A History of Doping in Sport

James Mayhew

2nd, July 2020

Top-class sport is a hugely competitive environment – a factor that has often contributed to the boundaries of fair play being abused.

Doping is an issue that has affected sports since ancient times and is one that has yet to be fully eradicated in the modern era.

One of the biggest scandals in recent times was the state-sponsored doping program of Russian athletes, which eventually resulted in the country being barred from international competition.

That culture crossed over into other sports, most notably when Maria Sharapova was banned from tennis for two years after admitting to doping offences.

Her actions had serious implications in other sectors, with the results of in-play betting on tennis matches involving Sharapova undoubtedly affected by her cheating.

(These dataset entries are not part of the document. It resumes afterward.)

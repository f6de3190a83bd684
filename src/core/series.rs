use chrono::NaiveDate;
use rust_decimal::Decimal;
use serde::{Deserialize, Serialize};
use serde_json::{Map, Value};
use tracing::debug;

use crate::core::primitives::{coerce_number, decimal_to_f64};
use crate::error::{ChartError, ChartResult};

/// Label format used for dated items (`DD.MM.YYYY`).
pub const DATE_LABEL_FORMAT: &str = "%d.%m.%Y";

/// One labeled value. `value` may be `NaN` after coercion of invalid input.
#[derive(Debug, Clone, PartialEq, Serialize, Deserialize)]
pub struct DataPoint {
    pub label: String,
    pub value: f64,
}

impl DataPoint {
    #[must_use]
    pub fn new(label: impl Into<String>, value: f64) -> Self {
        Self {
            label: label.into(),
            value,
        }
    }

    #[must_use]
    pub fn dated(date: NaiveDate, value: f64) -> Self {
        Self::new(date.format(DATE_LABEL_FORMAT).to_string(), value)
    }

    #[must_use]
    pub fn from_decimal(label: impl Into<String>, amount: Decimal) -> Self {
        Self::new(label, decimal_to_f64(amount))
    }
}

/// Immutable, ordered sequence of data points driving one chart.
#[derive(Debug, Clone, PartialEq, Default, Serialize, Deserialize)]
pub struct Series {
    points: Vec<DataPoint>,
}

impl Series {
    #[must_use]
    pub fn new(points: Vec<DataPoint>) -> Self {
        debug!(
            count = points.len(),
            finite_count = points.iter().filter(|p| p.value.is_finite()).count(),
            "build series"
        );
        Self { points }
    }

    /// Parses raw items from JSON.
    ///
    /// Accepts either a bare array or an object with an `items` array. Item
    /// labels come from `date`, `label` or `name` (first present wins) and
    /// default to `Item <index>`; values are coerced, never rejected.
    pub fn from_json_str(input: &str) -> ChartResult<Self> {
        let document: Value = serde_json::from_str(input)
            .map_err(|e| ChartError::InvalidData(format!("failed to parse items json: {e}")))?;
        Self::from_json_value(&document)
    }

    pub fn from_json_value(document: &Value) -> ChartResult<Self> {
        let items = match document {
            Value::Array(items) => items,
            Value::Object(payload) => match payload.get("items") {
                Some(Value::Array(items)) => items,
                Some(Value::Null) | None => return Ok(Self::default()),
                Some(_) => {
                    return Err(ChartError::InvalidData(
                        "`items` must be an array".to_owned(),
                    ));
                }
            },
            Value::Null => return Ok(Self::default()),
            _ => {
                return Err(ChartError::InvalidData(
                    "items json must be an array or an object with `items`".to_owned(),
                ));
            }
        };

        let empty = Map::new();
        let points = items
            .iter()
            .enumerate()
            .map(|(index, item)| {
                let fields = item.as_object().unwrap_or(&empty);
                DataPoint::new(item_label(fields, index), coerce_number(fields.get("value")))
            })
            .collect();
        Ok(Self::new(points))
    }

    #[must_use]
    pub fn points(&self) -> &[DataPoint] {
        &self.points
    }

    #[must_use]
    pub fn len(&self) -> usize {
        self.points.len()
    }

    #[must_use]
    pub fn is_empty(&self) -> bool {
        self.points.is_empty()
    }

    #[must_use]
    pub fn get(&self, index: usize) -> Option<&DataPoint> {
        self.points.get(index)
    }

    pub fn values(&self) -> impl Iterator<Item = f64> + '_ {
        self.points.iter().map(|point| point.value)
    }

    /// True when no value can take part in scale computation.
    #[must_use]
    pub fn is_all_invalid(&self) -> bool {
        self.values().all(|value| !value.is_finite())
    }
}

impl From<Vec<DataPoint>> for Series {
    fn from(points: Vec<DataPoint>) -> Self {
        Self::new(points)
    }
}

impl FromIterator<DataPoint> for Series {
    fn from_iter<I: IntoIterator<Item = DataPoint>>(iter: I) -> Self {
        Self::new(iter.into_iter().collect())
    }
}

fn item_label(fields: &Map<String, Value>, index: usize) -> String {
    ["date", "label", "name"]
        .iter()
        .filter_map(|key| fields.get(*key))
        .find_map(|value| match value {
            Value::String(text) if !text.is_empty() => Some(text.clone()),
            Value::Number(number) => Some(number.to_string()),
            _ => None,
        })
        .unwrap_or_else(|| format!("Item {index}"))
}
use serde::{Deserialize, Serialize};

/// Drawing surface size in CSS (logical) pixels.
#[derive(Debug, Clone, Copy, PartialEq, Serialize, Deserialize)]
pub struct Viewport {
    pub width: f64,
    pub height: f64,
}

impl Viewport {
    #[must_use]
    pub const fn new(width: f64, height: f64) -> Self {
        Self { width, height }
    }

    #[must_use]
    pub fn is_valid(self) -> bool {
        self.width.is_finite() && self.height.is_finite() && self.width > 0.0 && self.height > 0.0
    }
}

/// Surface metrics reported by the host on construction and on every resize.
#[derive(Debug, Clone, Copy, PartialEq, Serialize, Deserialize)]
pub struct SurfaceMetrics {
    pub viewport: Viewport,
    pub device_pixel_ratio: f64,
}

impl SurfaceMetrics {
    #[must_use]
    pub fn new(viewport: Viewport, device_pixel_ratio: f64) -> Self {
        Self {
            viewport,
            device_pixel_ratio: normalize_device_pixel_ratio(device_pixel_ratio),
        }
    }

    /// Backing-store size in device pixels: `round(css * dpr)` per axis.
    #[must_use]
    pub fn backing_store_size(self) -> (u32, u32) {
        let to_device = |css: f64| {
            let px = (css * self.device_pixel_ratio).round();
            if px.is_finite() && px > 0.0 {
                px.min(f64::from(u32::MAX)) as u32
            } else {
                0
            }
        };
        (
            to_device(self.viewport.width),
            to_device(self.viewport.height),
        )
    }
}

/// Missing or nonsensical ratios behave as `1`.
#[must_use]
pub fn normalize_device_pixel_ratio(ratio: f64) -> f64 {
    if ratio.is_finite() && ratio > 0.0 {
        ratio
    } else {
        1.0
    }
}

/// Fixed pixel insets around the plotting area.
#[derive(Debug, Clone, Copy, PartialEq, Serialize, Deserialize)]
pub struct Padding {
    pub left: f64,
    pub right: f64,
    pub top: f64,
    pub bottom: f64,
}

impl Padding {
    #[must_use]
    pub const fn new(left: f64, right: f64, top: f64, bottom: f64) -> Self {
        Self {
            left,
            right,
            top,
            bottom,
        }
    }
}

impl Default for Padding {
    fn default() -> Self {
        Self::new(48.0, 20.0, 20.0, 48.0)
    }
}

/// Plotting rectangle left after applying [`Padding`] to a [`Viewport`].
///
/// Width and height may be negative on surfaces smaller than the padding;
/// consumers keep computing with them rather than clamping.
#[derive(Debug, Clone, Copy, PartialEq, Serialize, Deserialize)]
pub struct PlotArea {
    pub left: f64,
    pub top: f64,
    pub width: f64,
    pub height: f64,
}

impl PlotArea {
    #[must_use]
    pub fn from_viewport(viewport: Viewport, padding: Padding) -> Self {
        Self {
            left: padding.left,
            top: padding.top,
            width: viewport.width - padding.left - padding.right,
            height: viewport.height - padding.top - padding.bottom,
        }
    }

    #[must_use]
    pub fn right(self) -> f64 {
        self.left + self.width
    }

    #[must_use]
    pub fn bottom(self) -> f64 {
        self.top + self.height
    }
}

Read on as we look at the origins of doping and assess some of the biggest scandals to impact modern sports.

Ancient Greeks get the ball rolling

The Ancient Greeks were the first people to latch onto doping, using stimulants such as hallucinogenic mushrooms and sesame seeds to enhance performance.

The ancients also ingested the organs of humans and animals to improve their strength and vitality – a practice that wasn’t actually considered as cheating.

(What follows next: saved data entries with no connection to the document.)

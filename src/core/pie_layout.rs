use std::f64::consts::{FRAC_PI_2, TAU};

use serde::{Deserialize, Serialize};

use crate::core::scale::pie_total;
use crate::core::series::Series;
use crate::core::types::Viewport;

/// Angle of the first slice's leading edge (12 o'clock).
pub const PIE_START_ANGLE: f64 = -FRAC_PI_2;
pub const PIE_CENTER_X_RATIO: f64 = 0.35;
pub const PIE_CENTER_Y_RATIO: f64 = 0.40;
pub const PIE_RADIUS_RATIO: f64 = 0.25;

/// Disc position for a surface; independent of the data.
#[derive(Debug, Clone, Copy, PartialEq, Serialize, Deserialize)]
pub struct PieDisc {
    pub center_x: f64,
    pub center_y: f64,
    pub radius: f64,
}

impl PieDisc {
    /// The disc sits left of center to leave room for the legend.
    #[must_use]
    pub fn for_viewport(viewport: Viewport) -> Self {
        Self {
            center_x: viewport.width * PIE_CENTER_X_RATIO,
            center_y: viewport.height * PIE_CENTER_Y_RATIO,
            radius: viewport.width.min(viewport.height) * PIE_RADIUS_RATIO,
        }
    }

    #[must_use]
    pub fn distance_to(self, x: f64, y: f64) -> f64 {
        (x - self.center_x).hypot(y - self.center_y)
    }

    /// Clockwise angle of `(x, y)` measured from 12 o'clock, in `[0, 2π)`.
    #[must_use]
    pub fn sweep_angle_of(self, x: f64, y: f64) -> f64 {
        let angle = (y - self.center_y).atan2(x - self.center_x);
        let sweep = (angle - PIE_START_ANGLE).rem_euclid(TAU);
        // rem_euclid can round up to exactly TAU for tiny negative inputs.
        if sweep >= TAU { 0.0 } else { sweep }
    }

    #[must_use]
    pub fn point_at(self, angle: f64, distance: f64) -> (f64, f64) {
        (
            self.center_x + distance * angle.cos(),
            self.center_y + distance * angle.sin(),
        )
    }
}

/// Angular span of one item. Angles are absolute canvas angles
/// (`start_angle` begins at `-π/2`), sweeps are relative to 12 o'clock.
#[derive(Debug, Clone, Copy, PartialEq, Serialize, Deserialize)]
pub struct PieSlice {
    pub index: usize,
    pub value: f64,
    pub fraction: f64,
    pub start_angle: f64,
    pub end_angle: f64,
}

impl PieSlice {
    #[must_use]
    pub fn size(self) -> f64 {
        self.end_angle - self.start_angle
    }

    #[must_use]
    pub fn mid_angle(self) -> f64 {
        (self.start_angle + self.end_angle) / 2.0
    }

    #[must_use]
    pub fn start_sweep(self) -> f64 {
        self.start_angle - PIE_START_ANGLE
    }

    #[must_use]
    pub fn end_sweep(self) -> f64 {
        self.end_angle - PIE_START_ANGLE
    }

    /// Percentage of the total, as shown in legends and tooltips.
    #[must_use]
    pub fn percent(self) -> f64 {
        self.fraction * 100.0
    }
}

/// Complete pie geometry for one surface size.
#[derive(Debug, Clone, PartialEq, Serialize, Deserialize)]
pub struct PieLayout {
    pub disc: PieDisc,
    pub total: f64,
    pub slices: Vec<PieSlice>,
}

impl PieLayout {
    #[must_use]
    pub fn slice(&self, index: usize) -> Option<PieSlice> {
        self.slices.get(index).copied()
    }
}

/// Value a slice is sized by: non-finite values count as zero.
#[must_use]
pub fn slice_value(value: f64) -> f64 {
    if value.is_finite() { value } else { 0.0 }
}

/// Lays slices out clockwise from 12 o'clock in series order.
///
/// Returns `None` when the total is not positive, which covers empty,
/// all-zero and all-negative series.
#[must_use]
pub fn layout_pie(series: &Series, viewport: Viewport) -> Option<PieLayout> {
    let total = pie_total(series.values());
    if total.is_nan() || total <= 0.0 {
        return None;
    }

    let mut angle = PIE_START_ANGLE;
    let slices = series
        .values()
        .map(slice_value)
        .enumerate()
        .map(|(index, value)| {
            let fraction = value / total;
            let start_angle = angle;
            angle += fraction * TAU;
            PieSlice {
                index,
                value,
                fraction,
                start_angle,
                end_angle: angle,
            }
        })
        .collect();

    Some(PieLayout {
        disc: PieDisc::for_viewport(viewport),
        total,
        slices,
    })
}
use tracing::trace;

use crate::core::primitives::format_value;
use crate::core::{BarGeometry, BarLayout, Series, SurfaceMetrics, Viewport, hit_test_bars, layout_bars};
use crate::render::{
    Color, LinePrimitive, RectPrimitive, RenderFrame, TextHAlign, TextPrimitive, TextVAlign,
};

use super::options::{BarChartConfig, BarChartOptions};

/// Opacity of the color wash drawn over the hovered item.
pub const HIGHLIGHT_OPACITY: f64 = 0.14;
/// Opacity of the solid bar color over its light fill.
pub const BAR_OPACITY: f64 = 0.95;

const VALUE_AXIS_FONT_PX: f64 = 12.0;
const ITEM_AXIS_FONT_PX: f64 = 11.0;
const VALUE_AXIS_TEXT_X: f64 = 8.0;
const VALUE_AXIS_TEXT_DY: f64 = 4.0;
const ITEM_AXIS_TEXT_DY: f64 = 8.0;
const GRID_LINE_OFFSET: f64 = 0.5;

const BUBBLE_WIDTH: f64 = 80.0;
const BUBBLE_HEIGHT: f64 = 30.0;
const BUBBLE_RADIUS: f64 = 6.0;
const BUBBLE_LIFT: f64 = 10.0;
const BUBBLE_FONT_PX: f64 = 13.0;

/// Vertical bar chart over one immutable series.
#[derive(Debug, Clone, PartialEq)]
pub struct BarChart {
    series: Series,
    config: BarChartConfig,
}

impl BarChart {
    #[must_use]
    pub fn new(series: Series, config: BarChartConfig) -> Self {
        Self { series, config }
    }

    #[must_use]
    pub fn with_options(series: Series, options: &BarChartOptions) -> Self {
        Self::new(series, options.resolve(&BarChartConfig::default()))
    }

    #[must_use]
    pub fn series(&self) -> &Series {
        &self.series
    }

    #[must_use]
    pub fn config(&self) -> &BarChartConfig {
        &self.config
    }

    #[must_use]
    pub fn layout(&self, viewport: Viewport) -> Option<BarLayout> {
        layout_bars(
            &self.series,
            viewport,
            self.config.padding,
            self.config.label_format,
        )
    }

    #[must_use]
    pub fn hit_test(&self, viewport: Viewport, x: f64) -> Option<usize> {
        hit_test_bars(&self.series, viewport, self.config.padding, x)
    }

    /// Tooltip content: `<label> — <value>`.
    #[must_use]
    pub fn tooltip_text(&self, index: usize) -> Option<String> {
        let point = self.series.get(index)?;
        Some(format!("{} — {}", point.label, format_value(point.value)))
    }

    /// Paints the whole chart, with the highlight overlay for `hovered` when
    /// hover highlighting is enabled.
    #[must_use]
    pub fn build_render_frame(&self, surface: SurfaceMetrics, hovered: Option<usize>) -> RenderFrame {
        let viewport = surface.viewport;
        let mut frame = RenderFrame::new(viewport, surface.device_pixel_ratio, self.config.background);
        let Some(layout) = self.layout(viewport) else {
            trace!(count = self.series.len(), "bar chart has no drawable values");
            return frame;
        };

        self.push_grid(&mut frame, &layout);
        self.push_bars(&mut frame, &layout);
        self.push_item_labels(&mut frame, &layout);

        let hovered_bar = hovered
            .filter(|_| self.config.highlight_on_hover)
            .and_then(|index| layout.bar(index))
            .filter(|bar| bar.is_finite());
        if let Some(bar) = hovered_bar {
            self.push_highlight(&mut frame, bar);
        }

        frame
    }

    fn push_grid(&self, frame: &mut RenderFrame, layout: &BarLayout) {
        let plot = layout.plot;
        for line in &layout.grid {
            let y = line.y + GRID_LINE_OFFSET;
            let primitive = LinePrimitive::new(plot.left, y, plot.right(), y, 1.0, self.config.grid_color);
            if primitive.is_finite() {
                frame.lines.push(primitive);
            }
            if line.y.is_finite() && line.value.is_finite() {
                frame.texts.push(TextPrimitive::new(
                    format_value(line.value),
                    VALUE_AXIS_TEXT_X,
                    line.y + VALUE_AXIS_TEXT_DY,
                    VALUE_AXIS_FONT_PX,
                    self.config.value_axis_text_color,
                    TextHAlign::Left,
                ));
            }
        }
    }

    fn push_bars(&self, frame: &mut RenderFrame, layout: &BarLayout) {
        let mut skipped = 0usize;
        for bar in &layout.bars {
            if !bar.is_finite() {
                skipped += 1;
                continue;
            }
            frame.rects.push(RectPrimitive::new(
                bar.x,
                bar.y,
                bar.width,
                bar.height,
                self.config.fill_color,
            ));
            frame.rects.push(
                RectPrimitive::new(
                    bar.x,
                    bar.y,
                    bar.width,
                    bar.height,
                    self.config.bar_color.faded(BAR_OPACITY),
                )
                .with_border(1.0, self.config.bar_border_color),
            );
        }
        if skipped > 0 {
            trace!(skipped, "skipped bars with non-finite geometry");
        }
    }

    fn push_item_labels(&self, frame: &mut RenderFrame, layout: &BarLayout) {
        let y = layout.plot.bottom() + ITEM_AXIS_TEXT_DY;
        for label in &layout.labels {
            if label.text.is_empty() || !label.x.is_finite() || !y.is_finite() {
                continue;
            }
            frame.texts.push(
                TextPrimitive::new(
                    label.text.clone(),
                    label.x,
                    y,
                    ITEM_AXIS_FONT_PX,
                    self.config.item_axis_text_color,
                    TextHAlign::Center,
                )
                .with_v_align(TextVAlign::Top),
            );
        }
    }

    fn push_highlight(&self, frame: &mut RenderFrame, bar: BarGeometry) {
        frame.rects.push(RectPrimitive::new(
            bar.x,
            bar.y,
            bar.width,
            bar.height,
            highlight_color(self.config.hover_color),
        ));

        let Some(point) = self.series.get(bar.index) else {
            return;
        };
        let center_x = bar.x + bar.width / 2.0;
        let center_y = bar.y - BUBBLE_LIFT;
        frame.rects.push(
            RectPrimitive::new(
                center_x - BUBBLE_WIDTH / 2.0,
                center_y - BUBBLE_HEIGHT / 2.0,
                BUBBLE_WIDTH,
                BUBBLE_HEIGHT,
                self.config.bubble_color,
            )
            .with_corner_radius(BUBBLE_RADIUS),
        );
        frame.texts.push(
            TextPrimitive::new(
                format_value(point.value),
                center_x,
                center_y,
                BUBBLE_FONT_PX,
                self.config.bubble_text_color,
                TextHAlign::Center,
            )
            .with_v_align(TextVAlign::Middle)
            .bold(),
        );
    }
}

/// Highlight wash color for a hover color.
#[must_use]
pub fn highlight_color(hover_color: Color) -> Color {
    hover_color.faded(HIGHLIGHT_OPACITY)
}
mod bar_chart;
mod chart;
mod engine;
mod options;
mod pie_chart;

pub use bar_chart::{BAR_OPACITY, BarChart, HIGHLIGHT_OPACITY, highlight_color};
pub use chart::Chart;
pub use engine::ChartEngine;
pub use options::{
    BarChartConfig, BarChartOptions, PaddingOptions, PieChartConfig, PieChartOptions,
};
pub use pie_chart::PieChart;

Things got more serious in the 19th century, with Charles-Edouard Brown-Sequard’s infamous ‘Elixir of Life’ the earliest known example of doping in American professional sports.

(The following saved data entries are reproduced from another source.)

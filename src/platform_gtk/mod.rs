//! GTK4 host for a `ChartEngine`.
//!
//! The chart paints into a `gtk::DrawingArea`: engine repaints queue a GTK
//! draw, and the draw callback replays the current frame onto GTK's cairo
//! context. GTK applies HiDPI scaling to that context itself, so the engine
//! always runs at a device pixel ratio of 1.

use std::cell::RefCell;
use std::rc::Rc;

use gtk4 as gtk;
use gtk4::glib;
use gtk4::prelude::*;
use tracing::{debug, warn};

use crate::api::{Chart, ChartEngine};
use crate::core::{SurfaceMetrics, Viewport};
use crate::error::ChartResult;
use crate::interaction::{PointerEvent, Tooltip, TooltipAnchor};
use crate::render::{CairoContextRenderer, RenderFrame, Renderer, paint_frame};

/// Renderer that defers painting to the drawing area's draw callback.
#[derive(Debug, Clone)]
pub struct DrawingAreaRenderer {
    area: gtk::DrawingArea,
}

impl DrawingAreaRenderer {
    #[must_use]
    pub fn new(area: &gtk::DrawingArea) -> Self {
        Self { area: area.clone() }
    }
}

impl Renderer for DrawingAreaRenderer {
    fn render(&mut self, _frame: &RenderFrame) -> ChartResult<()> {
        self.area.queue_draw();
        Ok(())
    }
}

impl CairoContextRenderer for DrawingAreaRenderer {
    fn render_on_cairo_context(
        &mut self,
        context: &cairo::Context,
        frame: &RenderFrame,
    ) -> ChartResult<()> {
        paint_frame(context, frame).map(|_| ())
    }
}

/// Tooltip backed by a non-modal `gtk::Popover` parented to the chart area.
#[derive(Debug)]
pub struct PopoverTooltip {
    popover: gtk::Popover,
    label: gtk::Label,
}

impl PopoverTooltip {
    #[must_use]
    pub fn new(parent: &gtk::DrawingArea) -> Self {
        let label = gtk::Label::new(None);
        let popover = gtk::Popover::new();
        popover.set_child(Some(&label));
        popover.set_autohide(false);
        popover.set_has_arrow(false);
        popover.set_can_target(false);
        popover.set_position(gtk::PositionType::Top);
        popover.set_parent(parent);
        Self { popover, label }
    }

    fn point_at(&self, anchor: TooltipAnchor) {
        let rect = gtk::gdk::Rectangle::new(anchor.x.round() as i32, anchor.y.round() as i32, 1, 1);
        self.popover.set_pointing_to(Some(&rect));
    }
}

impl Tooltip for PopoverTooltip {
    fn show(&mut self, text: &str, anchor: TooltipAnchor) {
        self.label.set_text(text);
        self.point_at(anchor);
        self.popover.popup();
    }

    fn move_to(&mut self, anchor: TooltipAnchor) {
        self.point_at(anchor);
    }

    fn hide(&mut self) {
        self.popover.popdown();
    }

    fn remove(&mut self) {
        self.popover.popdown();
        self.popover.unparent();
    }
}

pub type GtkChartEngine = ChartEngine<DrawingAreaRenderer, PopoverTooltip>;
type SharedEngine = Rc<RefCell<Option<GtkChartEngine>>>;

/// Wires a chart to a drawing area's draw, motion and resize signals.
///
/// Call [`GtkChartAdapter::destroy`] when the chart is removed; the adapter
/// does not watch the widget's lifetime.
pub struct GtkChartAdapter {
    area: gtk::DrawingArea,
    engine: SharedEngine,
    motion: gtk::EventControllerMotion,
    resize_handler: Option<glib::SignalHandlerId>,
}

impl GtkChartAdapter {
    pub fn attach(area: &gtk::DrawingArea, chart: Chart) -> ChartResult<Self> {
        let surface = surface_for(area.width(), area.height());
        let engine = ChartEngine::create(
            DrawingAreaRenderer::new(area),
            PopoverTooltip::new(area),
            surface,
            chart,
        )?;
        let engine: SharedEngine = Rc::new(RefCell::new(Some(engine)));

        area.set_draw_func({
            let engine = Rc::clone(&engine);
            move |_area, context, width, height| {
                if width <= 0 || height <= 0 {
                    return;
                }
                let Ok(mut slot) = engine.try_borrow_mut() else {
                    return;
                };
                if let Some(engine) = slot.as_mut() {
                    if let Err(err) = engine.render_on_cairo_context(context) {
                        warn!(error = %err, "chart draw failed");
                    }
                }
            }
        });

        let motion = gtk::EventControllerMotion::new();
        motion.connect_motion({
            let engine = Rc::clone(&engine);
            move |_, x, y| {
                with_engine(&engine, |engine| engine.pointer_move(PointerEvent::local(x, y)));
            }
        });
        motion.connect_leave({
            let engine = Rc::clone(&engine);
            move |_| {
                with_engine(&engine, GtkChartEngine::pointer_leave);
            }
        });
        area.add_controller(motion.clone());

        let resize_handler = area.connect_resize({
            let engine = Rc::clone(&engine);
            move |_area, width, height| {
                with_engine(&engine, |engine| engine.resize(surface_for(width, height)));
            }
        });

        debug!(width = surface.viewport.width, height = surface.viewport.height, "gtk chart attached");
        Ok(Self {
            area: area.clone(),
            engine,
            motion,
            resize_handler: Some(resize_handler),
        })
    }

    /// Forces a repaint, e.g. after the area became visible.
    pub fn redraw(&self) -> ChartResult<()> {
        match self.engine.try_borrow_mut() {
            Ok(mut slot) => slot.as_mut().map_or(Ok(()), GtkChartEngine::redraw),
            Err(_) => Ok(()),
        }
    }

    #[must_use]
    pub fn hovered_index(&self) -> Option<usize> {
        self.engine
            .try_borrow()
            .ok()
            .and_then(|slot| slot.as_ref().and_then(GtkChartEngine::hovered_index))
    }

    /// Disconnects every handler and removes the tooltip popover.
    pub fn destroy(mut self) {
        self.area.remove_controller(&self.motion);
        if let Some(handler) = self.resize_handler.take() {
            self.area.disconnect(handler);
        }
        self.area.unset_draw_func();
        let engine = self.engine.borrow_mut().take();
        if let Some(engine) = engine {
            let _ = engine.destroy();
        }
        self.area.queue_draw();
    }
}

fn surface_for(width: i32, height: i32) -> SurfaceMetrics {
    SurfaceMetrics::new(
        Viewport::new(f64::from(width.max(0)), f64::from(height.max(0))),
        1.0,
    )
}

fn with_engine(engine: &SharedEngine, f: impl FnOnce(&mut GtkChartEngine) -> ChartResult<()>) {
    let Ok(mut slot) = engine.try_borrow_mut() else {
        return;
    };
    if let Some(engine) = slot.as_mut() {
        if let Err(err) = f(engine) {
            warn!(error = %err, "chart event handling failed");
        }
    }
}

That laid the foundations for more special concoctions to be developed over the next few decades that were used across a wide variety of disciplines.

Eastern bloc nations ramp things up

The Soviet Union were inevitably responsible for taking doping up a notch as they experimented with testosterone supplements during the 1950s.

Doping subsequently became far more prevalent over the next couple of decades, as other nations attempted to play catch-up by any means possible.

One of worst examples of this was East Germany, whose sports federation implemented a mandatory state doping policy for athletes as young as 10.

Virtually every sport was impacted in some way, with subsequent studies showing that around 10,000 athletes had been doped during that period.

Johnson brings doping into the mainstream

The 100 metres final at the Summer Olympics is one of the most prestigious events in sport, but the 1988 edition is remembered for all the wrong reasons.

Canadian sprinter Ben Johnson stormed home ahead of Carl Lewis, but subsequently failed a drug test and was stripped of the gold medal.

The American was promoted into first place, while Johnson’s photograph was plastered over the front pages and he was eventually banned for two years.

Doping remains an issue in modern athletics, as highlighted by the recent four-year ban handed to coach Alberto Salazar for ‘orchestrating and facilitating prohibited doping conduct’.

Armstrong casts a cloud over cycling

Professional cycling has long had an association with doping, with the prestigious Tour de France often central to the controversies.

The most famous example of this is Lance Armstrong, with the seven-time winner of the race ruining his legendary status as a result of doping.

Cheats have continued to negatively impact the sport, as demonstrated by the recent scandal surrounding Bradley Wiggins and Team Sky.

The allegations were eventually dropped, but the stigma attached to the case have negatively impacted many people’s perception of Wiggins and his team.